She shakes her head. She doesn’t know how to voice anything that she’s thinking without coming across as a child who can’t deal with abandonment issues. She just clings to her.

They stand there for a long time -- how long, Trish doesn’t know. Finally she manages to pull herself away, wiping her eyes. 

Jessica is holding two plastic bags,  _ filled _ with styrofoam boxes. 

She laughs, wiping her nose. “You brought me dinner,” she says. 

“You saved my life,” Jessica tells her, kicking her boots off and walking into the kitchen, efficiently setting them two spots on the counter. “Had to repay the favor.” 

She’s too emotional for this but she rests a hand on Jessica’s lower back, rests her chin on her shoulder. “You  _ never _ bring me dinner,” she murmurs. “This must really be a special occasion.” 

Her hands go still on the knot of the bag she’s untying. “Yeah,” she says after a bit. “I should have.” She sounds closed-off, more than before. 

Trish’s heart sinks. “I didn’t mean it like that,” she tells her. “I only meant… thank you. That’s all.” 

Jessica smiles a little, just a flash of a thing. “You’re welcome,” she murmurs. “Let’s eat, though, yeah? I don’t want to pass out on your kitchen floor, leave you with blood everywhere.” 

Trish rolls her eyes and carries their plates to the couch, sitting down in her spot from earlier. “Here,” she says, holding up a corner of the afghan. 

Jessica gives her an unimpressed look. 

“Come here,” she insists. “The heat’s off and it’s going to get fucking freezing in here soon, and then I’m not going to want to share with you anymore.” 

She snorts, but she sits down next to her, stretching her legs out in front of her and resting her feet on the coffee table. “Why’s the heat off?” she asks. 

“I didn’t want to risk anything,” Trish says. “I only turned my TV on because I was curious if they’d say anything about tonight, everything else is off.” 

“Did they say anything?” Jessica asks, quiet. 

“Yeah,” Trish murmurs, picking at her food. “Nothing about you, though.
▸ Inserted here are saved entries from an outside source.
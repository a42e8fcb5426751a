// SPDX-License-Identifier: MIT

//! `CotEncoder` (§4.1): a pure, stateless `{Location, StreamConfig} → CoT
//! XML bytes` transform, safe to invoke in parallel.

pub mod team;
pub mod xml;

use chrono::Duration;

use crate::clock::Clock;
use crate::config::{CallsignMapping, CotTypeMode, StreamConfig};
use crate::error::ValidationError;
use crate::location::Location;
use team::{TeamColor, TeamRole};

/// CoT type forced on any location whose team-member branch is active,
/// regardless of any other override (§4.1).
pub const TEAM_MEMBER_COT_TYPE: &str = "a-f-G-U-C";
const TEAM_MEMBER_HOW: &str = "h-e";
const STANDARD_HOW: &str = "m-g";

/// The CoT type and branch selection for one location, resolved once per
/// tick per §4.1's "cot_type resolution" rules.
#[derive(Debug, Clone, PartialEq, Eq)]
pub struct EffectiveCotType {
    pub cot_type: String,
    pub team_member: bool,
}

/// Resolves `effective_cot_type` per §4.1. Reads only from `location` and
/// `stream_cfg`; `CallsignMapper` has already folded any mapping override
/// into `location.additional_data` before this runs (§4.3 step 3/4), so
/// this function needs no separate mapping parameter.
pub fn resolve_effective_cot_type(location: &Location, stream_cfg: &StreamConfig) -> EffectiveCotType {
    let mapping_override = location.mapping_cot_type_override();
    let team_member = location.team_member_enabled()
        || mapping_override == Some(CallsignMapping::TEAM_MEMBER_SENTINEL);

    let mut cot_type = match stream_cfg.cot_type_mode {
        CotTypeMode::Stream => stream_cfg.cot_type_default.clone(),
        CotTypeMode::PerPoint => mapping_override
            .filter(|v| *v != CallsignMapping::TEAM_MEMBER_SENTINEL)
            .map(String::from)
            .or_else(|| location.provider_cot_type().map(String::from))
            .unwrap_or_else(|| stream_cfg.cot_type_default.clone()),
    };

    if team_member {
        cot_type = TEAM_MEMBER_COT_TYPE.to_string();
    }

    EffectiveCotType { cot_type, team_member }
}

/// Encodes one location into a null-terminated CoT XML event per §4.1 and
/// §6 (the TCP/TLS wire framing convention). Returns `Err` only for a
/// structurally invalid location (§3 invariants); custom-attribute
/// problems are recovered locally and only produce log warnings via the
/// returned `warnings` list.
pub fn encode(
    location: &Location,
    stream_cfg: &StreamConfig,
    effective: &EffectiveCotType,
    clock: &dyn Clock,
) -> Result<(Vec<u8>, Vec<String>), ValidationError> {
    location.validate()?;
    if effective.cot_type.is_empty() {
        return Err(ValidationError::InvalidCotType(effective.cot_type.clone()));
    }

    let mut warnings = Vec::new();
    let now = location.timestamp.unwrap_or_else(|| clock.now());
    let stale = now + Duration::seconds(stream_cfg.cot_stale_seconds);
    let how = if effective.team_member {
        TEAM_MEMBER_HOW
    } else {
        STANDARD_HOW
    };

    let custom = location.custom_cot_attrib.as_ref();
    let event_ext = custom
        .and_then(|c| c.get("event"))
        .map(|tree| xml::render_top_level(tree, &[], xml::PROTECTED_EVENT_ATTRS))
        .unwrap_or_default();
    warnings.extend(event_ext.warnings);

    let detail_ext = custom
        .and_then(|c| c.get("detail"))
        .map(|tree| xml::render_top_level(tree, xml::PROTECTED_DETAIL_CHILDREN, &[]))
        .unwrap_or_default();
    warnings.extend(detail_ext.warnings);

    let detail_body = if effective.team_member {
        build_team_member_detail(location, &mut warnings)
    } else {
        build_standard_detail(location)
    };

    let detail_xml = format!(
        "<detail{attrs}>{body}{extra_text}{extra_children}</detail>",
        attrs = detail_ext.extra_attrs,
        body = detail_body,
        extra_text = detail_ext.text.unwrap_or_default(),
        extra_children = detail_ext.children_xml
    );

    let event_xml = format!(
        "<event version=\"2.0\" uid=\"{uid}\" type=\"{cot_type}\" how=\"{how}\" time=\"{time}\" start=\"{start}\" stale=\"{stale}\"{event_attrs}><point lat=\"{lat}\" lon=\"{lon}\" hae=\"9999999.0\" ce=\"9999999.0\" le=\"9999999.0\"/>{event_text}{detail}{event_children}</event>",
        uid = xml::escape_attr(&location.uid),
        cot_type = xml::escape_attr(&effective.cot_type),
        how = how,
        time = format_timestamp(now),
        start = format_timestamp(now),
        stale = format_timestamp(stale),
        event_attrs = event_ext.extra_attrs,
        lat = location.lat,
        lon = location.lon,
        event_text = event_ext.text.unwrap_or_default(),
        detail = detail_xml,
        event_children = event_ext.children_xml,
    );

    let mut bytes = event_xml.into_bytes();
    bytes.push(0x00);
    Ok((bytes, warnings))
}

fn build_standard_detail(location: &Location) -> String {
    let mut out = String::new();
    out.push_str(&format!(
        "<contact callsign=\"{}\"/>",
        xml::escape_attr(&location.name)
    ));

    if location.speed.is_some() || location.course.is_some() {
        let mut remarks = String::new();
        if let Some(speed) = location.speed {
            remarks.push_str(&format!("Speed: {speed} m/s"));
        }
        if location.speed.is_some() && location.course.is_some() {
            remarks.push_str(", ");
        }
        if let Some(course) = location.course {
            remarks.push_str(&format!("Course: {course}\u{b0}"));
        }
        out.push_str(&format!("<remarks>{}</remarks>", xml::escape_text(&remarks)));
    }

    out.push_str("<precisionlocation altsrc=\"GPS\"/>");

    if let Some(battery) = location.battery_state() {
        out.push_str(&format!("<status battery=\"{battery}\"/>"));
    }

    out
}

fn build_team_member_detail(location: &Location, warnings: &mut Vec<String>) -> String {
    let mut out = String::new();
    let callsign = xml::escape_attr(&location.name);
    out.push_str(&format!(
        "<contact callsign=\"{callsign}\" endpoint=\"*:-1:stcp\"/>"
    ));
    out.push_str(&format!("<uid Droid=\"{callsign}\"/>"));

    let role = match location.team_role_raw() {
        Some(raw) => {
            let (role, known) = TeamRole::parse_or_default(raw);
            if !known {
                warnings.push(format!(
                    "unknown team_role {raw:?}, falling back to {}",
                    TeamRole::DEFAULT
                ));
            }
            role
        }
        None => TeamRole::DEFAULT,
    };
    let color = match location.team_color_raw() {
        Some(raw) => {
            let (color, known) = TeamColor::parse_or_default(raw);
            if !known {
                warnings.push(format!(
                    "unknown team_color {raw:?}, falling back to {}",
                    TeamColor::DEFAULT
                ));
            }
            color
        }
        None => TeamColor::DEFAULT,
    };
    out.push_str(&format!(
        "<__group name=\"{}\" role=\"{}\"/>",
        xml::escape_attr(color.as_str()),
        xml::escape_attr(role.as_str())
    ));

    if let Some(battery) = location.battery_state() {
        out.push_str(&format!("<status battery=\"{battery}\"/>"));
    }

    if location.speed.is_some() || location.course.is_some() {
        let mut track = String::from("<track");
        if let Some(speed) = location.speed {
            track.push_str(&format!(" speed=\"{}\"", format_decimal(speed)));
        }
        if let Some(course) = location.course {
            track.push_str(&format!(" course=\"{}\"", format_decimal(course)));
        }
        track.push_str("/>");
        out.push_str(&track);
    }

    out
}

/// Formats a `<track>` value so it always reads as a decimal, e.g. `315.0`
/// rather than `315` — `f64`'s `Display` drops the fractional part for
/// whole numbers, which disagrees with the CoT convention of writing
/// speed/course as floating-point literals.
fn format_decimal(value: f64) -> String {
    let s = value.to_string();
    if s.contains('.') {
        s
    } else {
        format!("{s}.0")
    }
}

fn format_timestamp(ts: chrono::DateTime<chrono::Utc>) -> String {
    ts.format("%Y-%m-%dT%H:%M:%S%.3fZ").to_string()
}

/// Encodes a batch of locations serially, skipping (and logging via the
/// returned per-item result) any that fail validation. The
/// `PerformanceGovernor` decides whether a batch is encoded serially or in
/// parallel; this function is the unit of work either path calls.
pub fn encode_batch(
    locations: &[Location],
    stream_cfg: &StreamConfig,
    clock: &dyn Clock,
) -> Vec<Result<(Vec<u8>, Vec<String>), ValidationError>> {
    locations
        .iter()
        .map(|location| {
            let effective = resolve_effective_cot_type(location, stream_cfg);
            encode(location, stream_cfg, &effective, clock)
        })
        .collect()
}

#[cfg(test)]
mod tests {
    use super::*;
    use crate::clock::FixedClock;
    use crate::config::{CotTypeMode, UnmappedPolicy};
    use crate::location::AdditionalData;
    use chrono::{TimeZone, Utc};
    use serde_json::json;
    use std::collections::HashMap;
    use std::collections::HashSet;

    fn clock() -> FixedClock {
        FixedClock(Utc.with_ymd_and_hms(2026, 8, 1, 12, 0, 0).unwrap())
    }

    fn stream_cfg() -> StreamConfig {
        StreamConfig {
            id: 1,
            name: "demo".into(),
            provider_kind: "garmin".into(),
            provider_config: serde_json::Map::new(),
            poll_interval_seconds: 30,
            cot_type_default: "a-f-G-F-U".into(),
            cot_stale_seconds: 120,
            attached_server_ids: HashSet::new(),
            callsign_mappings: vec![],
            cot_type_mode: CotTypeMode::Stream,
            identifier_field: "uid".into(),
            unmapped_policy: UnmappedPolicy::PassThrough,
            active: true,
        }
    }

    fn location(uid: &str, name: &str, lat: f64, lon: f64) -> Location {
        Location {
            uid: uid.into(),
            name: name.into(),
            lat,
            lon,
            timestamp: None,
            speed: None,
            course: None,
            additional_data: None,
            custom_cot_attrib: None,
        }
    }

    #[test]
    fn team_member_mapping_produces_expected_event() {
        let mut loc = location("SPOT-1", "Alpha-1", 38.8977, -77.0365);
        let mut data: AdditionalData = HashMap::new();
        data.insert("team_member_enabled".into(), json!(true));
        data.insert("team_role".into(), json!("Sniper"));
        data.insert("team_color".into(), json!("Green"));
        loc.additional_data = Some(data);

        let cfg = stream_cfg();
        let effective = resolve_effective_cot_type(&loc, &cfg);
        assert!(effective.team_member);
        assert_eq!(effective.cot_type, "a-f-G-U-C");

        let (bytes, _warnings) = encode(&loc, &cfg, &effective, &clock()).unwrap();
        assert_eq!(*bytes.last().unwrap(), 0x00);
        let xml = String::from_utf8(bytes[..bytes.len() - 1].to_vec()).unwrap();
        assert!(xml.contains("type=\"a-f-G-U-C\""));
        assert!(xml.contains("how=\"h-e\""));
        assert!(xml.contains("<contact callsign=\"Alpha-1\" endpoint=\"*:-1:stcp\"/>"));
        assert!(xml.contains("<__group name=\"Green\" role=\"Sniper\"/>"));
    }

    #[test]
    fn team_member_track_formats_whole_number_course_with_decimal() {
        let mut loc = location("G-1", "G", 46.886493, 29.207861);
        loc.speed = Some(9.055);
        loc.course = Some(315.0);
        let mut data: AdditionalData = HashMap::new();
        data.insert("team_member_enabled".into(), json!(true));
        data.insert("team_role".into(), json!("Sniper"));
        data.insert("team_color".into(), json!("Green"));
        loc.additional_data = Some(data);

        let cfg = stream_cfg();
        let effective = resolve_effective_cot_type(&loc, &cfg);
        let (bytes, _warnings) = encode(&loc, &cfg, &effective, &clock()).unwrap();
        let xml = String::from_utf8(bytes[..bytes.len() - 1].to_vec()).unwrap();
        assert!(xml.contains("<track speed=\"9.055\" course=\"315.0\"/>"));
    }

    #[test]
    fn speed_and_course_appear_in_remarks_for_standard_branch() {
        let mut loc = location("G-1", "G", 46.886493, 29.207861);
        loc.speed = Some(9.055);
        loc.course = Some(315.0);
        let cfg = stream_cfg();
        let effective = resolve_effective_cot_type(&loc, &cfg);
        let (bytes, _warnings) = encode(&loc, &cfg, &effective, &clock()).unwrap();
        let xml = String::from_utf8(bytes[..bytes.len() - 1].to_vec()).unwrap();
        assert!(xml.contains("<remarks>"));
        assert!(xml.contains("9.055"));
        assert!(xml.contains("315"));
        assert!(!xml.contains("<track"));
    }

    #[test]
    fn protected_detail_child_is_dropped_with_warning() {
        let mut loc = location("X-1", "X", 1.0, 1.0);
        loc.custom_cot_attrib = Some(
            json!({
                "detail": {
                    "contact": { "_text": "x" },
                    "custom_field": { "_text": "ok" }
                }
            })
            .as_object()
            .unwrap()
            .clone()
            .into_iter()
            .collect(),
        );
        let cfg = stream_cfg();
        let effective = resolve_effective_cot_type(&loc, &cfg);
        let (bytes, warnings) = encode(&loc, &cfg, &effective, &clock()).unwrap();
        let xml = String::from_utf8(bytes[..bytes.len() - 1].to_vec()).unwrap();
        assert!(xml.contains("<custom_field>ok</custom_field>"));
        assert_eq!(warnings.len(), 1);
        assert!(warnings[0].contains("contact"));
    }

    #[test]
    fn invalid_location_is_skipped_not_fatal_to_batch() {
        let mut bad = location("", "name", 0.0, 0.0);
        bad.uid.clear();
        let good = location("G-2", "Good", 10.0, 10.0);
        let cfg = stream_cfg();
        let results = encode_batch(&[bad, good], &cfg, &clock());
        assert!(results[0].is_err());
        assert!(results[1].is_ok());
    }

    #[test]
    fn encoding_is_deterministic_given_a_fixed_clock() {
        let loc = location("D-1", "Delta", 1.0, 2.0);
        let cfg = stream_cfg();
        let effective = resolve_effective_cot_type(&loc, &cfg);
        let (a, _) = encode(&loc, &cfg, &effective, &clock()).unwrap();
        let (b, _) = encode(&loc, &cfg, &effective, &clock()).unwrap();
        assert_eq!(a, b);
    }

    #[test]
    fn time_start_and_stale_invariants_hold() {
        let loc = location("D-2", "Delta", 1.0, 2.0);
        let cfg = stream_cfg();
        let effective = resolve_effective_cot_type(&loc, &cfg);
        let (bytes, _) = encode(&loc, &cfg, &effective, &clock()).unwrap();
        let xml = String::from_utf8(bytes[..bytes.len() - 1].to_vec()).unwrap();
        assert!(xml.contains("time=\"2026-08-01T12:00:00.000Z\""));
        assert!(xml.contains("start=\"2026-08-01T12:00:00.000Z\""));
        assert!(xml.contains("stale=\"2026-08-01T12:02:00.000Z\""));
    }
}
That’s good, isn’t it?” She turns to look at her. 

Jessica doesn’t answer for a minute. 

Trish feels like she’s fucked something up. “I’m sorry,” she starts.

Jessica shakes her head. “I’m glad I wasn’t mentioned,” she says. 

Trish doesn’t say anything in response, just pulls her close, so that her head rests on her shoulder. They sit in relative silence, Jessica tracing patterns on the worn afghan until she falls asleep, her hand going limp and hair falling in her face. 

Trish tucks her in right there on the couch, moving her as slowly as possible so as not to wake her. It doesn’t work; Jessica stirs but keeps her eyes closed, and when Trish gives her a kiss on the forehead she smiles, the smallest thing. 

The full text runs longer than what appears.